L’Europe et ses démons
Grand théoricien de la pensée européenne et de ses enjeux, Peter Sloterdijk se penche sur l’émergence de nouveaux périls.
Peter Sloterdijk, dans Après nous le déluge, un essai substantiel (titre original Die schrecklichen Kinder der Neuzeit, littéralement « les enfants terribles de la modernité »), analysait la tendance de la modernité à refuser, voire à liquider tout héritage au bénéfice d’un culte de l’ici-et-maintenant dont l’effet premier est de nous engluer dans un présent sans perspectives. Réflexes primitifs, recueil de textes circonstanciés (articles, discours), s’interroge sur le destin de l’Europe à la veille du scrutin des européennes.

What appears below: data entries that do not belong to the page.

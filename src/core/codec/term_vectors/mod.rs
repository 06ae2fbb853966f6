// Copyright 2019 Zhizhesihai (Beijing) Technology Limited.
//
// Licensed under the Apache License, Version 2.0 (the "License");
// you may not use this file except in compliance with the License.
// You may obtain a copy of the License at
//
//     http://www.apache.org/licenses/LICENSE-2.0
//
// Unless required by applicable law or agreed to in writing, software
// distributed under the License is distributed on an "AS IS" BASIS,
// See the License for the specific language governing permissions and
// limitations under the License.

mod term_vector_consumer;

pub use self::term_vector_consumer::*;

mod plain_term_vectors_format;

pub use self::plain_term_vectors_format::*;

use core::codec::field_infos::{FieldInfo, FieldInfos};
use core::codec::segment_infos::SegmentInfo;
use core::store::directory::Directory;
use core::store::IOContext;

use error::Result;

use std::sync::Arc;

/// Controls the format of term vectors
pub trait TermVectorsFormat: Send + Sync {
    type Writer: TermVectorsWriter;

    /// Returns a `TermVectorsWriter` to write term vectors.
    fn tv_writer(
        &self,
        directory: Arc<dyn Directory>,
        segment_info: &SegmentInfo,
        context: &IOContext,
    ) -> Result<Self::Writer>;
}

/// Codec API for writing term vectors:
///
/// For every document, `start_document` is called, informing the codec how
/// many fields will be written. `start_field` is called for each field in the
/// document, informing the codec how many terms will be written for that
/// field, and whether or not positions, offsets, or payloads are enabled.
/// Within each field, `start_term` is called for each term. If offsets and/or
/// positions are enabled, then `add_position` will be called for each term
/// occurrence. After all documents have been written, `finish` is called for
/// verification/sanity-checks.
pub trait TermVectorsWriter {
    /// Called before writing the term vectors of the document. `start_field`
    /// will be called `num_vector_fields` times. Note that if term vectors are
    /// enabled, this is called even if the document has no vector fields, in
    /// this case `num_vector_fields` will be zero.
    fn start_document(&mut self, num_vector_fields: usize) -> Result<()>;

    /// Called after a doc and all its fields have been added.
    fn finish_document(&mut self) -> Result<()>;

    /// Called before writing the terms of the field. `start_term` will be
    /// called `num_terms` times.
    fn start_field(
        &mut self,
        info: &FieldInfo,
        num_terms: usize,
        has_positions: bool,
        has_offsets: bool,
        has_payloads: bool,
    ) -> Result<()>;

    /// Called after a field and all its terms have been added.
    fn finish_field(&mut self) -> Result<()>;

    /// Adds a term and its term frequency `freq`. If this field has positions
    /// and/or offsets enabled, then `add_position` will be called `freq` times.
    fn start_term(&mut self, term: &[u8], freq: i32) -> Result<()>;

    /// Called after a term and all its positions have been added.
    fn finish_term(&mut self) -> Result<()> {
        Ok(())
    }

    /// Adds a term position and offsets
    fn add_position(
        &mut self,
        position: i32,
        start_offset: i32,
        end_offset: i32,
        payload: &[u8],
    ) -> Result<()>;

    /// Called before the writer is dropped, passing in the number of documents
    /// that were written. A codec should check that this matches the number of
    /// `start_document` calls.
    fn finish(&mut self, fis: &FieldInfos, num_docs: usize) -> Result<()>;

    /// Aborts writing entirely, releasing any partially written files.
    fn abort(&mut self) -> Result<()>;
}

Alors que le spectre des populismes hante certains esprits et que, depuis la chute du Mur, « les social-démocraties ont perdu de plus en plus l’argument selon lequel elles incarnaient le moindre
mal », l’Europe est confrontée à une nouvelle montée des périls, distincte de celle des années 1930 par la « percée épidémique de l’Internet » , le « basculement des systèmes internationaux de désignation de l’ennemi », « la montée de ce code néomoraliste […] de la political correctness » et « le déchaînement de flots de réfugiés ». Sloterdijk pointe les effets de cette situation sur le rapport à la vérité de nos sociétés mondialisées : les bénéficiaires comme les laissés-pourcompte participent ainsi à la montée d’un cynisme moderne qui se traduit par une désinhibition de la parole. D’un côté, « les dominants font savoir qu’ils sont las de porter les masques de l’hypocrisie », de l’autre la plèbe, « trop pauvre pour vouloir s’offrir la comédie du bon comportement »,
se croit en droit de tout dire. Cette parrhesia
contemporaine – consistant à se laisser aller à tout dire – n’est pas sans danger, non seulement parce qu’elle ajoute de la violence à la violence déjà existante, mais aussi, paradoxalement, parce qu’elle tend à faire de l’imposture le nouvel esprit du monde. Sloterdijk traite des questions de l’immigration, du Brexit, de la cohésion sociale et de la nation avec un même souci de rappeler la nécessité vitale de lutter contre ce cynisme, perversion du réalisme, tant des dominants que des dominés, bref de défendre l’Europe envers et contre elle-même. Discutable parfois dans ses présupposés, mais stimulant.